Me refiero al mundo al revés en que se ha convertido el
cine. Usted decide solazarse una buena tarde de domingo, pongamos por caso, y
acude a ver una película. Eso le supone unos siete euros, en números redondos.
Pero si compra palomitas, refrescos, chucherías, nachos o perritos calientes, le
costará mucho más. Más, digo, que el propio cine. Así, dicen los empresarios de
la cosa, compensan el bajo precio de las entradas.

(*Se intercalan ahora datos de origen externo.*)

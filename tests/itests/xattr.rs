/*
 * Refuse
 * Copyright (C) 2020 Andrew Moffat
 *
 * This program is free software: you can redistribute it and/or modify
 * it under the terms of the GNU Affero General Public License as published by
 * the Free Software Foundation, either version 3 of the License, or
 * (at your option) any later version.
 *
 * This program is distributed in the hope that it will be useful,
 * but WITHOUT ANY WARRANTY; without even the implied warranty of
 * MERCHANTABILITY or FITNESS FOR A PARTICULAR PURPOSE.  See the
 * GNU Affero General Public License for more details.
 *
 * You should have received a copy of the GNU Affero General Public License
 * along with this program.  If not, see <http://www.gnu.org/licenses/>.
 */

use super::{TestHelper, TestResult};
use crate::common::cstr;
use crate::common::memfs::MemFs;
use refuse::codec::Encoding;
use refuse::conf::FuseOptions;
use refuse::ops::Operations;
use std::ffi::CString;
use std::ptr;

fn fs() -> MemFs {
    MemFs::default().with_file("/a", b"")
}

#[test]
fn test_get_protocol() -> TestResult {
    let th = TestHelper::new(fs());
    assert_eq!(th.setxattr("/a", "user.color", b"green", 0), 0);

    // a size query reports the length without copying
    let (status, _) = th.getxattr("/a", "user.color", 0);
    assert_eq!(status, 5);

    let (status, buf) = th.getxattr("/a", "user.color", 16);
    assert_eq!(status, 5);
    assert_eq!(&buf[..5], b"green");

    // never a truncated value
    let (status, buf) = th.getxattr("/a", "user.color", 3);
    assert_eq!(status, -libc::ERANGE);
    assert_eq!(buf, vec![0, 0, 0]);

    let (status, _) = th.getxattr("/a", "user.missing", 16);
    assert_eq!(status, -libc::ENODATA);
    Ok(())
}

#[test]
fn test_set_options() -> TestResult {
    let th = TestHelper::new(fs());
    assert_eq!(th.setxattr("/a", "user.k", b"1", libc::XATTR_CREATE), 0);
    assert_eq!(
        th.setxattr("/a", "user.k", b"2", libc::XATTR_CREATE),
        -libc::EEXIST
    );
    assert_eq!(th.setxattr("/a", "user.k", b"", 0), 0);
    let (status, _) = th.getxattr("/a", "user.k", 0);
    assert_eq!(status, 0);
    Ok(())
}

#[test]
fn test_list_protocol() -> TestResult {
    let th = TestHelper::new(fs());

    let (status, _) = th.listxattr("/a", 0);
    assert_eq!(status, 0);

    th.setxattr("/a", "user.a", b"x", 0);
    th.setxattr("/a", "user.bb", b"y", 0);

    let (status, _) = th.listxattr("/a", 0);
    assert_eq!(status, 15);

    let (status, buf) = th.listxattr("/a", 64);
    assert_eq!(status, 15);
    assert_eq!(&buf[..15], b"user.a\0user.bb\0");

    let (status, _) = th.listxattr("/a", 10);
    assert_eq!(status, -libc::ERANGE);
    Ok(())
}

#[test]
fn test_remove() -> TestResult {
    let th = TestHelper::new(fs());
    let (path, name) = (cstr("/a"), cstr("user.gone"));
    th.setxattr("/a", "user.gone", b"soon", 0);

    assert_eq!(
        unsafe { th.dispatcher.removexattr(path.as_ptr(), name.as_ptr()) },
        0
    );
    assert_eq!(th.getxattr("/a", "user.gone", 0).0, -libc::ENODATA);
    assert_eq!(
        unsafe { th.dispatcher.removexattr(path.as_ptr(), name.as_ptr()) },
        -libc::ENODATA
    );
    Ok(())
}

#[test]
fn test_null_name() -> TestResult {
    let th = TestHelper::new(fs());
    let path = cstr("/a");
    let status = unsafe {
        th.dispatcher
            .getxattr(path.as_ptr(), ptr::null(), ptr::null_mut(), 0, 0)
    };
    assert_eq!(status, -libc::EINVAL);
    Ok(())
}

#[test]
fn test_bad_utf8_name() -> TestResult {
    let th = TestHelper::new(fs());
    let path = cstr("/a");
    let name = CString::new(vec![b'u', 0xff]).unwrap();
    let status = unsafe {
        th.dispatcher
            .removexattr(path.as_ptr(), name.as_ptr())
    };
    assert_eq!(status, -libc::EILSEQ);
    Ok(())
}

#[test]
fn test_latin1_names() -> TestResult {
    let options = FuseOptions {
        encoding: Encoding::Latin1,
        ..FuseOptions::default()
    };
    let th = TestHelper::with_options(fs(), options);
    let path = cstr("/a");
    let name = CString::new(vec![b'u', b'.', 0xe9]).unwrap();
    let value = b"v";

    let status = unsafe {
        th.dispatcher.setxattr(
            path.as_ptr(),
            name.as_ptr(),
            value.as_ptr() as *const libc::c_char,
            value.len(),
            0,
            0,
        )
    };
    assert_eq!(status, 0);
    assert_eq!(th.ops().listxattr("/a").unwrap(), vec!["u.\u{e9}"]);

    let (status, buf) = th.listxattr("/a", 16);
    assert_eq!(status, 4);
    assert_eq!(&buf[..4], &[b'u', b'.', 0xe9, 0]);
    Ok(())
}

struct Empty;
impl Operations for Empty {}

#[test]
fn test_defaults() -> TestResult {
    let th = TestHelper::new(Empty);
    assert_eq!(th.setxattr("/", "user.x", b"1", 0), -libc::ENOTSUP);
    assert_eq!(th.getxattr("/", "user.x", 0).0, -libc::ENOTSUP);
    assert_eq!(th.listxattr("/", 0).0, 0);
    Ok(())
}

Extraño negocio para un mundo extraño. En todas las
ciudades, las salas de cine antañonas van desapareciendo. Un proceso migratorio
las condujo adonde siempre, a los centros comerciales. Hemos reemplazado las
escaleras de mármol y los palcos por starwarsianos pasillos de neón azul
flanqueados con puertas que se prolongan hasta el número diecisiete o
dieciocho.
Alguien me comentaba, no hace mucho, que el consumo nos ha
devuelto a la esclavitud de las colas interminables y la obcecación por no
salirse de la norma. A los cines ya no se va caminando por la acera. Las
ciudades viven con gentes que siempre vuelven a casa. Maldita economía de
mercado. Yo prefiero una tienda de ultramarinos donde conozcan mi nombre, el de
mi hijo, si ha pasado la gripe y donde me fíen hasta el viernes porque ando con
prisa y se me ha olvidado el suelto en casa. Pues no. Debo preferir que me
traten como a un número, que el dependiente tenga una ridícula chapa en el
pecho con su nombre (o sea, que no necesite hablar con él) y que me convenza de
que eso es un trato cordial, cuando resulta que parece el mundo descrito por
Huxley.
Pero no se crean. Yo les engaño. A mi manera. El domingo
fui con mi peque a ver, por segunda vez, esa joyita titulada Wall-E. Y
escabullí en el fondo de la mochila, donde llevo sus juguetes y sus cosas, unas
palomitas que hice en casa con sal y aceite de oliva, una botella de agua e
incluso una lata de refresco. Dicen que eso no se puede hacer. Que está
prohibido. No lo hice por mí, sino por mi hijo. Por él decidí no seguir sus estúpidas
normas. Y sobre todo, darle un corte de mangas al timo de sus palomitas que
cuestan 10 veces más y están hasta los topes de ácidos grasos saturados. Hagan
como yo. La próxima vez escabulliré un bocata de jamón hecho en casa y una
cerveza bien fría. Y que no se me pongan chulos, que entonces escabullo una
fiambrera con tortilla, una bota de vino y una manzana.
Quiero iniciar una
revuelta silenciosa en defensa de la dignidad del espectador que, sufriendo este
mundo extraño en que han convertido la existencia humana, exige un poco de
decencia por seguir unas normas inventadas. Y que me echen, que no me admitan
en su sistema. Que entonces me quedaré en casa para dedicarme a las descargas
piratas de cuanto cine sea capaz de acopiar en esta vida. Leñe.